··· MATERIAL SHOWN ···
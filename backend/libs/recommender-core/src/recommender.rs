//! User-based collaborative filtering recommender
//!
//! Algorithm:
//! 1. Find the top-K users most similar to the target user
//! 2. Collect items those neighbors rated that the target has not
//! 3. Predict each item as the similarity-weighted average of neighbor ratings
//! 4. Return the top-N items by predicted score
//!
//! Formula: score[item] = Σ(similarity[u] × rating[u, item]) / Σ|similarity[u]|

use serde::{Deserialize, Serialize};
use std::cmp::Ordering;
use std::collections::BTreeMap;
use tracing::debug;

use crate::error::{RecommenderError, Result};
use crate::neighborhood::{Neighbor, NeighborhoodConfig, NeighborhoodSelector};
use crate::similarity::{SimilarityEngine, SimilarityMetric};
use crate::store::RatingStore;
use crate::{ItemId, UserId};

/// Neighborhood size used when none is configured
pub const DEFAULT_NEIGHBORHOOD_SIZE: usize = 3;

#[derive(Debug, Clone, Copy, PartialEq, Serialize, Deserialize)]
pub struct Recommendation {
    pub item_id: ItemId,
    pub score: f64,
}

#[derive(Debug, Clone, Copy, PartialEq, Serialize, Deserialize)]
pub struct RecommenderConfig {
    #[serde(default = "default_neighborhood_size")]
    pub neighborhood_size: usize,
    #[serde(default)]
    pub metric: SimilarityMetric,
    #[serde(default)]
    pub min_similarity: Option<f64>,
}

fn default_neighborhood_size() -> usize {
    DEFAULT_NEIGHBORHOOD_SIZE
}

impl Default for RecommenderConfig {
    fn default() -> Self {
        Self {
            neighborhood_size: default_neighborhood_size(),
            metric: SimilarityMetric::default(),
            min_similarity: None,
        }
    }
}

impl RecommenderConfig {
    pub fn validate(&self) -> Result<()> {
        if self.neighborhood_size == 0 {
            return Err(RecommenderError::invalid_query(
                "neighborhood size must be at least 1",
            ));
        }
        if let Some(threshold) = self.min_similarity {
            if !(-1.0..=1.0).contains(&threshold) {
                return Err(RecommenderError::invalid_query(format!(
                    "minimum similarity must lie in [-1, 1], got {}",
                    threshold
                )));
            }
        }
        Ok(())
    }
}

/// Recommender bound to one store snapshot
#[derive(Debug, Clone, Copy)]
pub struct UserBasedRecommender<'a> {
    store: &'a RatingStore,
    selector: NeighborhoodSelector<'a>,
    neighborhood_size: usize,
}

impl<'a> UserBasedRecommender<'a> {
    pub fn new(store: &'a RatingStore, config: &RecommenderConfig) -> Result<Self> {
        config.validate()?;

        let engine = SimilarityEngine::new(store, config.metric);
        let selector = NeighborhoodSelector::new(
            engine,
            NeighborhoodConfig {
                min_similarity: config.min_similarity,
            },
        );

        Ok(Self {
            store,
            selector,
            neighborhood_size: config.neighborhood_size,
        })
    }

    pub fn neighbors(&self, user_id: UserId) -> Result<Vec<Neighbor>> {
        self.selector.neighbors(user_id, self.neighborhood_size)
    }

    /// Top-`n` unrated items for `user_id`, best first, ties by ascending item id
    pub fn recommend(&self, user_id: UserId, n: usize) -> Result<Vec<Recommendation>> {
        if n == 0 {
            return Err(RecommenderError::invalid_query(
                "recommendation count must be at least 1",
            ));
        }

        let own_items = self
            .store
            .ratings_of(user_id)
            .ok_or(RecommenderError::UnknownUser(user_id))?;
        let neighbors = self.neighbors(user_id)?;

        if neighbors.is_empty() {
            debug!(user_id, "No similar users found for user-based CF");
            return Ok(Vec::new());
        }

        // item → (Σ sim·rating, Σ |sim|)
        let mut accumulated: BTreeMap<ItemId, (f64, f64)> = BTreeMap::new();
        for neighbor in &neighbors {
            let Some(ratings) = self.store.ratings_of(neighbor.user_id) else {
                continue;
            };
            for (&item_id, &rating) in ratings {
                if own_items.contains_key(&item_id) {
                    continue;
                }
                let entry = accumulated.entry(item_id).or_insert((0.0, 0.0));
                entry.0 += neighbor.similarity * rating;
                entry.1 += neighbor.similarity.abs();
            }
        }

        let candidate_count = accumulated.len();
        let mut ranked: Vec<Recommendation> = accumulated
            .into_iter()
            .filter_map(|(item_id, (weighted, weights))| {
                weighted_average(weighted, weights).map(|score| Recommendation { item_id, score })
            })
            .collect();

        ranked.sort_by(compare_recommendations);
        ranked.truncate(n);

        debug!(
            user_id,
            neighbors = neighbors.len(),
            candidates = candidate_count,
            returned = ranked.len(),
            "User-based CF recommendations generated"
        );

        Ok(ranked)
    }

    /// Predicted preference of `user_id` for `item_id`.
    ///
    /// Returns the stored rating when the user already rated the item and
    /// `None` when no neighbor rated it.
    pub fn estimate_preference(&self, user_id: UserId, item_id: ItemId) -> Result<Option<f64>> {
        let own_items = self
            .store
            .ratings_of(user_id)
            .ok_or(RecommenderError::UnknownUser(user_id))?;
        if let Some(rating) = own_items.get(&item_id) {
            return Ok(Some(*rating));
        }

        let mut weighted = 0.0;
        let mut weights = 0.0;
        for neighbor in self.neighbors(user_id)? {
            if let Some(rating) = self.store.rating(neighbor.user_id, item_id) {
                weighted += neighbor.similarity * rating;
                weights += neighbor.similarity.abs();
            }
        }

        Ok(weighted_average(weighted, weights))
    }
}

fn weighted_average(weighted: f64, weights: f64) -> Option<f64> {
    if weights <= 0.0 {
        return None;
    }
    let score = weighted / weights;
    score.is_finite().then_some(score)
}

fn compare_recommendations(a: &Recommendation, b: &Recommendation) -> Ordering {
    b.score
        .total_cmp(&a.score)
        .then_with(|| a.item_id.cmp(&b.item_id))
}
···
··· MATERIAL SHOWN ···
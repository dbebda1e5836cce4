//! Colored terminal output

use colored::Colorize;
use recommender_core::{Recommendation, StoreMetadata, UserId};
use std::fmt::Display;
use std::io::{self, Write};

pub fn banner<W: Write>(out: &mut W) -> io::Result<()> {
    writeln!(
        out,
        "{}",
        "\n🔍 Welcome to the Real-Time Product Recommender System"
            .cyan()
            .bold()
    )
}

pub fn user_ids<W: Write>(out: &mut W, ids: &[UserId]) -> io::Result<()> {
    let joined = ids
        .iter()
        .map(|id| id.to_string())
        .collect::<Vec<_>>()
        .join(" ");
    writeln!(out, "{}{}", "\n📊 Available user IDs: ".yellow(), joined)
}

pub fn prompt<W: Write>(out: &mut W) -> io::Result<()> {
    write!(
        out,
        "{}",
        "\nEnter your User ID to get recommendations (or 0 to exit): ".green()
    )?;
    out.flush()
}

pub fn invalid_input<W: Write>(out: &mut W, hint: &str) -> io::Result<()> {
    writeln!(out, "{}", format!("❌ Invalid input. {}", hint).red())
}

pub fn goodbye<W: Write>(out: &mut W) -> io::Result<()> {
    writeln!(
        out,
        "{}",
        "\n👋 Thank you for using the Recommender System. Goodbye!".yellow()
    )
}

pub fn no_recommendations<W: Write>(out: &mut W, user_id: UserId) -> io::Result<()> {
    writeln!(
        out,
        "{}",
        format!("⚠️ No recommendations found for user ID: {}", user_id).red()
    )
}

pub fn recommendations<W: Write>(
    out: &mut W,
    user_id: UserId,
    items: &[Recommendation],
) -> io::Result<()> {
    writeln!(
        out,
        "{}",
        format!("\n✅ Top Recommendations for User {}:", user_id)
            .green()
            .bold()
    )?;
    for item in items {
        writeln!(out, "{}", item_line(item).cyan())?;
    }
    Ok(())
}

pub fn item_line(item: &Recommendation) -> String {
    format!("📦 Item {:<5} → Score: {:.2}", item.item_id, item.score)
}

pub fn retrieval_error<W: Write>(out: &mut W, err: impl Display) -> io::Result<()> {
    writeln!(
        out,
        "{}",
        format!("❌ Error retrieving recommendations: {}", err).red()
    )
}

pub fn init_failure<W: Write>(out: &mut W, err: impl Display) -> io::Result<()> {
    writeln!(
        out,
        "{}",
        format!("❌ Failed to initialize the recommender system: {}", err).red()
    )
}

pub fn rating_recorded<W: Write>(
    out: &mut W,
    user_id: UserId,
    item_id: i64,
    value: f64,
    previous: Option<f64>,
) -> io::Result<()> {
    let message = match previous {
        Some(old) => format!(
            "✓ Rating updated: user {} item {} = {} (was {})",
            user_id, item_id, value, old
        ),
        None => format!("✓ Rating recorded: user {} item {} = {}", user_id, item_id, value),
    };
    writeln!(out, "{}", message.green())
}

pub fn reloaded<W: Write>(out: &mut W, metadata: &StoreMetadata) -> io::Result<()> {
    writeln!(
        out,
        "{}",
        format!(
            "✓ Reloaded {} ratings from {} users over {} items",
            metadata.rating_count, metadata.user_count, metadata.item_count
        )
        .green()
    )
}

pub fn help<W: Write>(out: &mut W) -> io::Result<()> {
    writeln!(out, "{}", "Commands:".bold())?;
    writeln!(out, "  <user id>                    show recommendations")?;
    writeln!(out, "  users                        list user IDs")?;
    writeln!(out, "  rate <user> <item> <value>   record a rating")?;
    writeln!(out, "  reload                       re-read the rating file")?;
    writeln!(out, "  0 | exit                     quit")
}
···
> [EXERCISE AIM]: What lines above contain the word "RatingStore"? Please copy each one.

> [ANSWER TO THIS EXERCISE]:
use crate::store::RatingStore;
    store: &'a RatingStore,
    pub fn new(store: &'a RatingStore, config: &RecommenderConfig) -> Result<Self> {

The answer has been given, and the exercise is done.